* _WHAT NEEDS TO BE DONE_:
Every line below from the one containing "filename src/outputs/readers.rs" through the one containing "a field mapping." must be transcribed exactly. Omit all lines outside that stretch.

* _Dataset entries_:
---

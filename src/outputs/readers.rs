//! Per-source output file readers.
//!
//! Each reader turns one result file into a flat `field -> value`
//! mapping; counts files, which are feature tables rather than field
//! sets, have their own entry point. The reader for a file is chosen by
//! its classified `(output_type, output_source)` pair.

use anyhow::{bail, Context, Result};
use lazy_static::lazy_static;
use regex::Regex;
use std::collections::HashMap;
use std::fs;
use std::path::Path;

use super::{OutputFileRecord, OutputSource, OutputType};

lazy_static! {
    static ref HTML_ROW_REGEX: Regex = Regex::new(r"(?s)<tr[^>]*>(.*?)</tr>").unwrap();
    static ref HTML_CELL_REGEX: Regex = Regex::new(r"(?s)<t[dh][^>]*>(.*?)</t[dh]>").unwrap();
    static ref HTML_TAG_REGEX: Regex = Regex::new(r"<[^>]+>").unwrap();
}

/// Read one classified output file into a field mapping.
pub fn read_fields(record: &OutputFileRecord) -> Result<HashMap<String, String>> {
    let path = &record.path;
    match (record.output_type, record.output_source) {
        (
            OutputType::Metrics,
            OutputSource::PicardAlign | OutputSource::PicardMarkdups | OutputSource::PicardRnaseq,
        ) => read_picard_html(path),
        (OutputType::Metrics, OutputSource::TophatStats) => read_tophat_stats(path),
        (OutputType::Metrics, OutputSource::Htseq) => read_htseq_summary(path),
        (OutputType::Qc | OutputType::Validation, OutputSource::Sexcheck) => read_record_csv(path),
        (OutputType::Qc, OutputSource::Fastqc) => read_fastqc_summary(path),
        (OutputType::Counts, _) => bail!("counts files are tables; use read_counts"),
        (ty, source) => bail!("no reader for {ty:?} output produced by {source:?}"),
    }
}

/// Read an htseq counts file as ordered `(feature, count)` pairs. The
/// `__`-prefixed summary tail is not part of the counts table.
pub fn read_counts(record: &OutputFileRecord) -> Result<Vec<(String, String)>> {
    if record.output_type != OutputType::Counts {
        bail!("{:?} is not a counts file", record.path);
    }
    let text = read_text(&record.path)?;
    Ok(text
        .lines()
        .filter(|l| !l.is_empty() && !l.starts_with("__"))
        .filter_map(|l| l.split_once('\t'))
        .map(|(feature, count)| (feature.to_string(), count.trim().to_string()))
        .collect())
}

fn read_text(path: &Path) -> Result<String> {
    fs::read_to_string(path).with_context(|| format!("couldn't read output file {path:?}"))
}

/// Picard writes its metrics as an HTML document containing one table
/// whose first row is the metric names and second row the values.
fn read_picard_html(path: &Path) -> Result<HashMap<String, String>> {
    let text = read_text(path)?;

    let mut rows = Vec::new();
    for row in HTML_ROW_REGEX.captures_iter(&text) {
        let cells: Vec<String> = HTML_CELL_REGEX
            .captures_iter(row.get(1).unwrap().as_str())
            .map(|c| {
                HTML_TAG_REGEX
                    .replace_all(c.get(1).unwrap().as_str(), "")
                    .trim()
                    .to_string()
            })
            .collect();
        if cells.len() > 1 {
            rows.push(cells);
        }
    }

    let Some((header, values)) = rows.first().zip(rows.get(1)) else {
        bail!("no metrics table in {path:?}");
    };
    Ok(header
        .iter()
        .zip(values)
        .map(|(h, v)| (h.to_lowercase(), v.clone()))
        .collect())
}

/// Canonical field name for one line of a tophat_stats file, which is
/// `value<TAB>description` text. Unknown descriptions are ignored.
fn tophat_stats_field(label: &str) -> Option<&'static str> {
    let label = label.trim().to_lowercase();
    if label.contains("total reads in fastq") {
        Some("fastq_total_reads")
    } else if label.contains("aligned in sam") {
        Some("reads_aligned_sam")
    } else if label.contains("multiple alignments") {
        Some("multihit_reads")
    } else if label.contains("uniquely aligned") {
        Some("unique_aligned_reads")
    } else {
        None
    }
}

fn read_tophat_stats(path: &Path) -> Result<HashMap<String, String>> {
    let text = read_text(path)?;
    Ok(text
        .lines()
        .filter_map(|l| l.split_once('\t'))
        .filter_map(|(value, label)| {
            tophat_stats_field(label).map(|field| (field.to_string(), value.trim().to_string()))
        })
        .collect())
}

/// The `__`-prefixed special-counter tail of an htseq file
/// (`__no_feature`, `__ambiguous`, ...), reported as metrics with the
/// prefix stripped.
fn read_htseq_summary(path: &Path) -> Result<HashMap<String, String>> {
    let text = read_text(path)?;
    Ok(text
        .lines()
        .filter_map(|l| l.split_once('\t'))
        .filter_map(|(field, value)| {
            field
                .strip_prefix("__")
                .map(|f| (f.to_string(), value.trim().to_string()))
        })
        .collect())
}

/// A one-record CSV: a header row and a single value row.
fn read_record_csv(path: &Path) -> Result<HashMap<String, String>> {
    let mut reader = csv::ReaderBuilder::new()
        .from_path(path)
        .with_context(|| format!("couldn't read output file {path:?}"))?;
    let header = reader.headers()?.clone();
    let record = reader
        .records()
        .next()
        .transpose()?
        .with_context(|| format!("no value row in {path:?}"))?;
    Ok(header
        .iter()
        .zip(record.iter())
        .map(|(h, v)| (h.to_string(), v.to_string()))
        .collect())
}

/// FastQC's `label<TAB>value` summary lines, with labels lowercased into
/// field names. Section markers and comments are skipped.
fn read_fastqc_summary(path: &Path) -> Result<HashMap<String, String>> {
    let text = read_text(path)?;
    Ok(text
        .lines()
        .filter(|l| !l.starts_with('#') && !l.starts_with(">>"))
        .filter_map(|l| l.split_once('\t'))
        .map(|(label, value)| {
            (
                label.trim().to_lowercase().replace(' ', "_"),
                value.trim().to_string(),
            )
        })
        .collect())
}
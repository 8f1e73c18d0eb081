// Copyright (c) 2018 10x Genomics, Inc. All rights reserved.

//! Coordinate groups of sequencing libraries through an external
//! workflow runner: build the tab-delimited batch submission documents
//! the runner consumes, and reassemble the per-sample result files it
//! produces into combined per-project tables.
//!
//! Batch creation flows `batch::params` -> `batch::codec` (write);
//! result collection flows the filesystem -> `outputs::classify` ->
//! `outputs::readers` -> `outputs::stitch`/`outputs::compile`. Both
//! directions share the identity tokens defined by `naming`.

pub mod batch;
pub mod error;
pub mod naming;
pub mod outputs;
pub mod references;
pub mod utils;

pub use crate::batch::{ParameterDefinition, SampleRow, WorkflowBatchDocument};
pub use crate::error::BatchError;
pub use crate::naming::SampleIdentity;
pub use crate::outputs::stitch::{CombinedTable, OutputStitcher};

---

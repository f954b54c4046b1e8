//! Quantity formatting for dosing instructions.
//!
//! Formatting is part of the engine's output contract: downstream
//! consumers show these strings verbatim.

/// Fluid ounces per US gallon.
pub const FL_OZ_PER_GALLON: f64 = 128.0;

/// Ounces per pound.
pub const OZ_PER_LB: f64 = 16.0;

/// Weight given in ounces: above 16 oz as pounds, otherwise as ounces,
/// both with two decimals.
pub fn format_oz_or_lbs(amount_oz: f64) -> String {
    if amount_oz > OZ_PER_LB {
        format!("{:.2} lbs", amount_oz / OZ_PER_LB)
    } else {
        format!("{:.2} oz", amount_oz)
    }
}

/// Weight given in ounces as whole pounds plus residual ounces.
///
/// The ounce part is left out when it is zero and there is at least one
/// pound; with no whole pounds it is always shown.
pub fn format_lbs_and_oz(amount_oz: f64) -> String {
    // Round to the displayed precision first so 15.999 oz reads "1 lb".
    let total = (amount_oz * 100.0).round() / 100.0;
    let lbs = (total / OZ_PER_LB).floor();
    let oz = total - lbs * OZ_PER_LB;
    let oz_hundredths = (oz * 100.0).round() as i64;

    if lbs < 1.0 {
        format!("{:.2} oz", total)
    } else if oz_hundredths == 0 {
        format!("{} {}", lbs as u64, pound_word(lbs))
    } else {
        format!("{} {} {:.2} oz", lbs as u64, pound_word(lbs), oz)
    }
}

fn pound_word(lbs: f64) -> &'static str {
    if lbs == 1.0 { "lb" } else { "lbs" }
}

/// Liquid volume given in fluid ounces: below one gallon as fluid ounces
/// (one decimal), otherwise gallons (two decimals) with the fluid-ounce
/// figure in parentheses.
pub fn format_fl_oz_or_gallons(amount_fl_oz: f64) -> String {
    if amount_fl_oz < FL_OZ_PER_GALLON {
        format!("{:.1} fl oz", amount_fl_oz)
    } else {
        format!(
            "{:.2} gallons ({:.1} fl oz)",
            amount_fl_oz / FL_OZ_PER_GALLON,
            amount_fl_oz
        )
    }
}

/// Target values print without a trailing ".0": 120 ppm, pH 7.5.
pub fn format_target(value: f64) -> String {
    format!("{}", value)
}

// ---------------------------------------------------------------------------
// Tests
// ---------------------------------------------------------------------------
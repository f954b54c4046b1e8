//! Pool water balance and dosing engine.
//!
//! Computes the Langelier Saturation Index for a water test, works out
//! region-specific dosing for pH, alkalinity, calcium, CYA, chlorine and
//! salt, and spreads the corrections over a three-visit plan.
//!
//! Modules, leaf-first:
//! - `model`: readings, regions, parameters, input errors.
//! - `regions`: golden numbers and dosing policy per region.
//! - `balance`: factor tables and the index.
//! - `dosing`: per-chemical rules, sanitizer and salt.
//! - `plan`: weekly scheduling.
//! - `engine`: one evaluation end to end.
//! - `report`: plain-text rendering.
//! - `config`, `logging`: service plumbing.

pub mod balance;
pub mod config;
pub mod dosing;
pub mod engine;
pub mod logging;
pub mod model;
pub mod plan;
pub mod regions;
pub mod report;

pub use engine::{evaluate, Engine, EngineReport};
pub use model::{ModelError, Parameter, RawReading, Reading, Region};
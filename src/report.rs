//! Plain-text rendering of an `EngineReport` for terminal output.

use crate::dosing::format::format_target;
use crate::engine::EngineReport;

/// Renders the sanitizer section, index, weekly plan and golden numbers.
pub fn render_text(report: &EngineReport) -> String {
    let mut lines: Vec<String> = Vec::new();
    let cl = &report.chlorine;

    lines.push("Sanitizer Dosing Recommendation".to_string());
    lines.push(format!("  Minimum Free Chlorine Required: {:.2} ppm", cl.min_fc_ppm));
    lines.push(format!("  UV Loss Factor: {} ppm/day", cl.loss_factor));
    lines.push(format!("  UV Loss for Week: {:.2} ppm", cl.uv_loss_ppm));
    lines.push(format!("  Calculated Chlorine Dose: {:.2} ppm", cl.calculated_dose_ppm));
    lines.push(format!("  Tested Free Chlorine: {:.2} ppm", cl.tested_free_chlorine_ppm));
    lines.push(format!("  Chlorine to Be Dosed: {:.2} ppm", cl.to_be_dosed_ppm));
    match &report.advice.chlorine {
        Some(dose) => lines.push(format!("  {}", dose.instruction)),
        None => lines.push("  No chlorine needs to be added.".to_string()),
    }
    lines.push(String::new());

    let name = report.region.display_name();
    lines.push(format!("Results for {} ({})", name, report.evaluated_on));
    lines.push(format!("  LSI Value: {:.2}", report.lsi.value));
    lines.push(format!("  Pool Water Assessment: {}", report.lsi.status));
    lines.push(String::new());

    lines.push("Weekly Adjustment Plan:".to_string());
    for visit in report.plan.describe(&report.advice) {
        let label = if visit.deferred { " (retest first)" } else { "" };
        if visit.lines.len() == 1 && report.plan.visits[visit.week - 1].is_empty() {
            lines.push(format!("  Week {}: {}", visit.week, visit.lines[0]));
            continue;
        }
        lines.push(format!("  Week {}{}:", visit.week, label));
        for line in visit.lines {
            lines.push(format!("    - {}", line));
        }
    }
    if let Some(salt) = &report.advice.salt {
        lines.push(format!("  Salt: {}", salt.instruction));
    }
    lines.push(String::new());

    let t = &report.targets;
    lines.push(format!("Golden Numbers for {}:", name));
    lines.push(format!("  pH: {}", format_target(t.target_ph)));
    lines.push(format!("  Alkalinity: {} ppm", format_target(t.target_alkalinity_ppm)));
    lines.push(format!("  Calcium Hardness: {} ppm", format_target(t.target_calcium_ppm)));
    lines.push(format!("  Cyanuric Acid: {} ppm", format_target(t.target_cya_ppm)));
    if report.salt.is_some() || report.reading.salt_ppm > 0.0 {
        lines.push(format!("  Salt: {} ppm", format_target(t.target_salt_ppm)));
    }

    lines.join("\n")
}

---

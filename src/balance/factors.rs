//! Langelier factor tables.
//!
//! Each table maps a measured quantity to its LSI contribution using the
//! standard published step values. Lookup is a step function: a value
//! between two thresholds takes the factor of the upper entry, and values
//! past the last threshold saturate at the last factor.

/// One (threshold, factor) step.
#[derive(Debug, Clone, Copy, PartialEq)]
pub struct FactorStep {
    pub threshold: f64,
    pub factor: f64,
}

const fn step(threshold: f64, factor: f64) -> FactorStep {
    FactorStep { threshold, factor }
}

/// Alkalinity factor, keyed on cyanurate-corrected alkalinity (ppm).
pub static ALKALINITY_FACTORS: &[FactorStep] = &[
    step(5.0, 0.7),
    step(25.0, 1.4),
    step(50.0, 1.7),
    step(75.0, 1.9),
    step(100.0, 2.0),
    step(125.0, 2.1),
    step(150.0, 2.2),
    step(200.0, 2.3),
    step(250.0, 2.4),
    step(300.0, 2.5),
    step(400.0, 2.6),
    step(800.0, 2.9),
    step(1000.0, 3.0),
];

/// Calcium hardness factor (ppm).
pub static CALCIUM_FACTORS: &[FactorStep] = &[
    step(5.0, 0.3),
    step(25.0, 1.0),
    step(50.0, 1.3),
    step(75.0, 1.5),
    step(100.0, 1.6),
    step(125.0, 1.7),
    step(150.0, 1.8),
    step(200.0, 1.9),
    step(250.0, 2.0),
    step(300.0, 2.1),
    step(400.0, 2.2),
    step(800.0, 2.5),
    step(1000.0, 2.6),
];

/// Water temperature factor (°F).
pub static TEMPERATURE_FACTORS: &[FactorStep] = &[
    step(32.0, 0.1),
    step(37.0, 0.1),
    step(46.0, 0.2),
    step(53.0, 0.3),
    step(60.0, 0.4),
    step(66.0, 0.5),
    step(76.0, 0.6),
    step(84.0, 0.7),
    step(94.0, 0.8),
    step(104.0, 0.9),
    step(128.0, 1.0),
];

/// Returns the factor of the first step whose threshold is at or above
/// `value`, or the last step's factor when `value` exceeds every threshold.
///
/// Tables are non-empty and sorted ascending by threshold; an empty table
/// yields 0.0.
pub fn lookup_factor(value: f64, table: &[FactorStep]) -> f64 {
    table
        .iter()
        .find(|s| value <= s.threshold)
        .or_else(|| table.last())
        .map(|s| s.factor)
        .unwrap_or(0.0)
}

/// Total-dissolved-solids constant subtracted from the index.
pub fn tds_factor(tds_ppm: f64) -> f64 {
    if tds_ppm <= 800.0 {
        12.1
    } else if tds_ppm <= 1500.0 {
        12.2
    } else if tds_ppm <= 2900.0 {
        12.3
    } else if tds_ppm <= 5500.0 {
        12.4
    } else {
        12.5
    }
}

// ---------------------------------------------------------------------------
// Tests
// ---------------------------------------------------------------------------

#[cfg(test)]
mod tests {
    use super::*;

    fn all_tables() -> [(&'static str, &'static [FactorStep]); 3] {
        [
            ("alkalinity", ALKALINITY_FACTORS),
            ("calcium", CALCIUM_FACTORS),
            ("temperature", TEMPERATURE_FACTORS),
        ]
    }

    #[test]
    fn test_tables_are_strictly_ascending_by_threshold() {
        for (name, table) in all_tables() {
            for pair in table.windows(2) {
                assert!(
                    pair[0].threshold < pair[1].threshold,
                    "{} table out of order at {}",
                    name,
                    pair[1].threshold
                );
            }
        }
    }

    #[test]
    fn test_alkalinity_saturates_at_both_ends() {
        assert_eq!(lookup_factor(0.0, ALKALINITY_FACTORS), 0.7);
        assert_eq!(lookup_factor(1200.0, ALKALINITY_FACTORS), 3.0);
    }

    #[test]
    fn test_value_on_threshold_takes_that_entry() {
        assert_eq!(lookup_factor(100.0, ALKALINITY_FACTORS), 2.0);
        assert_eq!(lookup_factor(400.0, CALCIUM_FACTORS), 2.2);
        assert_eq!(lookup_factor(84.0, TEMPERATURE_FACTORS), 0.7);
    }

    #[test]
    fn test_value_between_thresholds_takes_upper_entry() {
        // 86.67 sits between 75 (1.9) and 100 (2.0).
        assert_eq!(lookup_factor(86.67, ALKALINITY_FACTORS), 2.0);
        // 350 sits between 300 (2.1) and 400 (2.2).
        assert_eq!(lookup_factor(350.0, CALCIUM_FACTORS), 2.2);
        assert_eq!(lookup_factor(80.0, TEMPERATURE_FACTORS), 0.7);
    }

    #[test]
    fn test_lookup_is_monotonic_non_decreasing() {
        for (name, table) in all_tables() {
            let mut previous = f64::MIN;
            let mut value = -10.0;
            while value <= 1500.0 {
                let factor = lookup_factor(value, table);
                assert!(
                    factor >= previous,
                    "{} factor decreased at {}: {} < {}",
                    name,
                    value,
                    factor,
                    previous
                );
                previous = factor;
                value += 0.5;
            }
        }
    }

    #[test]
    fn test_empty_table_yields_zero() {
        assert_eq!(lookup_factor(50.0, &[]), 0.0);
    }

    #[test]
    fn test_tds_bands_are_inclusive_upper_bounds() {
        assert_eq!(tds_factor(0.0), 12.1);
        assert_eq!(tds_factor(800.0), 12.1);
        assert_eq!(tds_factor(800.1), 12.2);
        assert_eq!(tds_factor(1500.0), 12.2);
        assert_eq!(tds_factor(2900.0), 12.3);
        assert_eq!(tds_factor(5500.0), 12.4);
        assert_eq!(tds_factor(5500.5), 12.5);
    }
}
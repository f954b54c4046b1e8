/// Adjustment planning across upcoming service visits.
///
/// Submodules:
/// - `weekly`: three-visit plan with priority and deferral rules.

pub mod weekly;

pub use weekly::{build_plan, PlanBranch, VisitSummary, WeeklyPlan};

---

* _EXPECTED OUTPUT_:
filename src/outputs/readers.rs
//! Per-source output file readers.
//!
//! Each reader turns one result file into a flat `field -> value`
//! mapping; counts files, which are feature tables rather than field
//! sets, have their own entry point. The reader for a file is chosen by
//! its classified `(output_type, output_source)` pair.

use anyhow::{bail, Context, Result};
use lazy_static::lazy_static;
use regex::Regex;
use std::collections::HashMap;
use std::fs;
use std::path::Path;

use super::{OutputFileRecord, OutputSource, OutputType};

lazy_static! {
    static ref HTML_ROW_REGEX: Regex = Regex::new(r"(?s)<tr[^>]*>(.*?)</tr>").unwrap();
    static ref HTML_CELL_REGEX: Regex = Regex::new(r"(?s)<t[dh][^>]*>(.*?)</t[dh]>").unwrap();
    static ref HTML_TAG_REGEX: Regex = Regex::new(r"<[^>]+>").unwrap();
}

/// Read one classified output file into a field mapping.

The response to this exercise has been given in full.